Which lines of the data below hold "impl"? Copy each of them.

--- GIVEN INFORMATION Enclosed Below ---

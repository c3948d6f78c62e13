use std::time::Duration;

use chrono::{DateTime, Utc};
use serde::{Deserialize, Serialize};

use crate::clock;
use crate::config::QueueConfig;
use crate::error::{LockConflict, Result};
use crate::store::Transaction;

pub type JobId = i64;

/// Priority class used to order work in the job queue.
#[derive(
    Debug, Clone, Copy, Default, PartialEq, Eq, PartialOrd, Ord, Hash, Serialize, Deserialize,
)]
pub enum Priority {
    #[default]
    Low = 0,
    Medium = 1,
    High = 2,
}

impl std::fmt::Display for Priority {
    fn fmt(&self, f: &mut std::fmt::Formatter<'_>) -> std::fmt::Result {
        match self {
            Priority::Low => write!(f, "low"),
            Priority::Medium => write!(f, "medium"),
            Priority::High => write!(f, "high"),
        }
    }
}

/// Capacity cost of a job; any one worker can carry at most `WEIGHT_CAPACITY`.
pub type Weight = u8;

pub const WEIGHT_CAPACITY: Weight = 10;
pub const DEFAULT_WEIGHT: Weight = 5;

/// A row of the `JOB` table.
///
/// `assigned` is set when a node claims the job and dispatches it; a non-null
/// value means the job is believed to be executing somewhere. `overdue` is the
/// point after which the poll loop re-checks whether it is really still running.
#[derive(Debug, Clone, PartialEq, Eq, Serialize, Deserialize)]
pub struct JobRecord {
    pub job_id: JobId,
    pub work_type: String,
    pub priority: Priority,
    pub weight: Weight,
    pub not_before: DateTime<Utc>,
    pub assigned: Option<DateTime<Utc>>,
    pub overdue: Option<DateTime<Utc>>,
    pub failed: u32,
    pub pause: bool,
}

/// Column values for a new `JOB` row; the store assigns `job_id`.
#[derive(Debug, Clone, PartialEq, Eq)]
pub struct NewJob {
    pub work_type: String,
    pub priority: Priority,
    pub weight: Weight,
    pub not_before: DateTime<Utc>,
    pub pause: bool,
}

/// Wire-level reference to a job: enough to route it without shipping the row.
#[derive(Debug, Clone, PartialEq, Eq, Serialize, Deserialize)]
pub struct JobDescriptor {
    pub job_id: JobId,
    pub weight: Weight,
    pub work_type: String,
}

impl JobRecord {
    pub fn descriptor(&self) -> JobDescriptor {
        JobDescriptor {
            job_id: self.job_id,
            weight: self.weight,
            work_type: self.work_type.clone(),
        }
    }

    /// True when the job may be picked up by a poller at `now`.
    pub fn is_due(&self, now: DateTime<Utc>) -> bool {
        self.not_before <= now
            && !self.pause
            && match (self.assigned, self.overdue) {
                (None, _) => true,
                (Some(_), Some(overdue)) => overdue < now,
                (Some(_), None) => false,
            }
    }

    /// Mark the job as handed to a performer at `when`, overdue `overdue` later.
    pub async fn assign(
        &mut self,
        txn: &mut dyn Transaction,
        when: DateTime<Utc>,
        overdue: Duration,
    ) -> Result<()> {
        self.assigned = Some(when);
        self.overdue = Some(clock::add(when, overdue));
        txn.update_job(self).await
    }

    /// Push the overdue deadline of a still-running job to `bump` past `now`.
    pub async fn bump_overdue(
        &mut self,
        txn: &mut dyn Transaction,
        now: DateTime<Utc>,
        bump: Duration,
    ) -> Result<()> {
        self.overdue = Some(clock::add(now, bump));
        txn.update_job(self).await
    }

    /// The attempt to run failed: unassign, and push `not_before` out.
    ///
    /// Delays scale with `failed + 1`. Contention on the job's own row only
    /// defers it; every other kind of failure increments `failed`.
    pub async fn failed_to_run(
        &mut self,
        txn: &mut dyn Transaction,
        now: DateTime<Utc>,
        failure: Failure,
        config: &QueueConfig,
    ) -> Result<()> {
        let attempts = self.failed.saturating_add(1);
        let (delay, counted) = match failure {
            Failure::Error => (config.failure_reschedule_interval.saturating_mul(attempts), true),
            Failure::Locked(conflict) => (
                config.lock_reschedule_interval.saturating_mul(attempts),
                conflict == LockConflict::Group,
            ),
            Failure::Temporary(delay) => (delay.saturating_mul(attempts), true),
        };
        self.assigned = None;
        self.overdue = None;
        if counted {
            self.failed = attempts;
        }
        self.not_before = clock::add(now, delay);
        txn.update_job(self).await
    }

    pub async fn pause_it(&mut self, txn: &mut dyn Transaction, pause: bool) -> Result<()> {
        self.pause = pause;
        txn.update_job(self).await
    }
}

/// Why a job attempt did not complete.
#[derive(Debug, Clone, Copy, PartialEq, Eq)]
pub enum Failure {
    /// Permanent application failure, or the job could not be dispatched.
    Error,
    /// The job's locks could not be obtained.
    Locked(LockConflict),
    /// The application asked for a retry after the given delay.
    Temporary(Duration),
}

--- End of Enclosed GIVEN INFORMATION ---

RESULT OF THIS TASK –
impl std::fmt::Display for Priority {
impl JobRecord {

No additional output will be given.